What is the difference between LLC and LLP?

The first steps to starting any type of business involve figuring out the product and the target market to launch the product to. Along with that, an important decision that needs to be made is regarding the type of company you will be joining.

This is where many people feel overwhelmed and confused. And more often than not, one of the main causes of confusion is a lack of understanding between LLC and LLP companies.

By definition, an LLC, which stands for Limited Liability Company, is a separate business entity that combines the limited liability privileges of a registered corporate company and the tax benefits enjoyed by an associated company. It can have one or more members, and it’s something that small businesses and startups often choose.

An LLP, which stands for Limited Liability Company, is basically a general partnership that combines the benefits of a corporation and a partnership as well. It is registered as a separate business entity. Indeed, it is understandable why people can get confused between the two.
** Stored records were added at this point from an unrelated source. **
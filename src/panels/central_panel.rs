use crate::PaintApp;

pub fn central_panel(app: &mut PaintApp, ctx: &egui::Context) {
    egui::CentralPanel::default().show(ctx, |ui| {
        let canvas_rect = ui.available_rect_before_wrap();

        // Handle input before painting so this frame shows the newest segment.
        app.handle_input(ctx, canvas_rect);

        let painter = ui.painter();
        app.renderer().render(painter, canvas_rect, app.surface().history());
    });
}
These are the main points of difference.

Liability protection

While both LLCs and LLPs provide limited liability protection to their members and partners, respectively, there are some technical differences. Protection is not entirely the same in both cases.
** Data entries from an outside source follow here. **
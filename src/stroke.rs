use egui::epaint::QuadraticBezierShape;
use egui::{Color32, Pos2};

/// A single drawing command of a stroke path, in surface-local coordinates.
#[derive(Debug, Clone, Copy, PartialEq)]
pub enum PathCommand {
    MoveTo(Pos2),
    QuadTo { ctrl: Pos2, to: Pos2 },
    LineTo(Pos2),
}

/// One smoothed freehand stroke with a fixed color and width.
///
/// The path is appended to while its gesture is in progress and never touched
/// again afterwards; undo/redo move the whole stroke between collections.
#[derive(Debug, Clone, PartialEq)]
pub struct Stroke {
    color: Color32,
    width: f32,
    path: Vec<PathCommand>,
}

impl Stroke {
    pub fn new(color: Color32, width: f32) -> Self {
        Self {
            color,
            width,
            path: Vec::new(),
        }
    }

    pub fn color(&self) -> Color32 {
        self.color
    }

    pub fn width(&self) -> f32 {
        self.width
    }

    pub fn path(&self) -> &[PathCommand] {
        &self.path
    }

    /// Number of drawing segments (everything except the initial move-to).
    pub fn segment_count(&self) -> usize {
        self.path
            .iter()
            .filter(|command| !matches!(command, PathCommand::MoveTo(_)))
            .count()
    }

    // Path mutators are crate-private: only the path builder appends, while
    // the stroke's gesture is still active.
    pub(crate) fn move_to(&mut self, to: Pos2) {
        self.path.push(PathCommand::MoveTo(to));
    }

    pub(crate) fn quad_to(&mut self, ctrl: Pos2, to: Pos2) {
        self.path.push(PathCommand::QuadTo { ctrl, to });
    }

    pub(crate) fn line_to(&mut self, to: Pos2) {
        self.path.push(PathCommand::LineTo(to));
    }

    /// Flatten the path into a polyline, subdividing quadratic segments.
    ///
    /// Consecutive duplicate points are collapsed, so a degenerate stroke
    /// (pointer lifted without an accepted move) flattens to a single point.
    pub fn flatten(&self, tolerance: f32) -> Vec<Pos2> {
        let mut points: Vec<Pos2> = Vec::new();
        for command in &self.path {
            match *command {
                PathCommand::MoveTo(to) => {
                    points.clear();
                    points.push(to);
                }
                PathCommand::LineTo(to) => {
                    if points.last() != Some(&to) {
                        points.push(to);
                    }
                }
                PathCommand::QuadTo { ctrl, to } => {
                    let Some(&start) = points.last() else {
                        continue;
                    };
                    let curve = QuadraticBezierShape::from_points_stroke(
                        [start, ctrl, to],
                        false,
                        Color32::TRANSPARENT,
                        egui::Stroke::NONE,
                    );
                    for point in curve.flatten(Some(tolerance)) {
                        if points.last() != Some(&point) {
                            points.push(point);
                        }
                    }
                }
            }
        }
        points
    }
}

#[cfg(test)]
mod tests {
    use super::*;

    #[test]
    fn segment_count_ignores_move_to() {
        let mut stroke = Stroke::new(Color32::BLACK, 5.0);
        stroke.move_to(Pos2::new(0.0, 0.0));
        assert_eq!(stroke.segment_count(), 0);

        stroke.quad_to(Pos2::new(0.0, 0.0), Pos2::new(5.0, 5.0));
        stroke.line_to(Pos2::new(10.0, 10.0));
        assert_eq!(stroke.segment_count(), 2);
    }

    #[test]
    fn flatten_collapses_degenerate_path() {
        let mut stroke = Stroke::new(Color32::BLACK, 5.0);
        stroke.move_to(Pos2::new(3.0, 4.0));
        stroke.line_to(Pos2::new(3.0, 4.0));
        assert_eq!(stroke.flatten(0.25), vec![Pos2::new(3.0, 4.0)]);
    }

    #[test]
    fn flatten_follows_curve_endpoints() {
        let mut stroke = Stroke::new(Color32::BLACK, 5.0);
        stroke.move_to(Pos2::new(0.0, 0.0));
        stroke.quad_to(Pos2::new(0.0, 0.0), Pos2::new(5.0, 5.0));
        stroke.line_to(Pos2::new(10.0, 10.0));

        let points = stroke.flatten(0.25);
        assert_eq!(points.first(), Some(&Pos2::new(0.0, 0.0)));
        assert_eq!(points.last(), Some(&Pos2::new(10.0, 10.0)));
        assert!(points.len() >= 3);
    }
}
For LLCs, members are protected from personal liability for any business debt or claim. This essentially means that creditors or others to whom the company owes money cannot sue any of the members for their debts. Members are only liable to the extent of their personal investment in the company.

However, for LLPs, partners are personally liable for their own respective negligence. This means that they will not be responsible for the mistakes of another partner. Or in other words, they have liability protection for damages committed by other partners. Your risk is only to the extent of your capital investment in the company.

Management structure

In terms of management and composition, an LLC can have only one member or more than one member. An LLP, on the other hand, must have at least two partners.

In addition to that, an LLC is managed and subject to the operating agreement created by its members. It usually contains the financial composition of the company, along with the respective contributions of its members, the details of profit distribution and the like. It also prescribes who can make management decisions in the company.

Members can choose to have all members involved in management or they can assign a single manager to make decisions for the company as well.

In the case of LLP, the management is governed by the association contract entered into by the partners. The general rules of any partnership agreement apply here.

Bottom line

For limited liability benefits and tax considerations, most small businesses register as LLCs. However, depending on the state of operation, tax laws can vary unfavorably for LLCs, which should be taken into account. However, for professional groups of at least two people, LLPs may be the best option.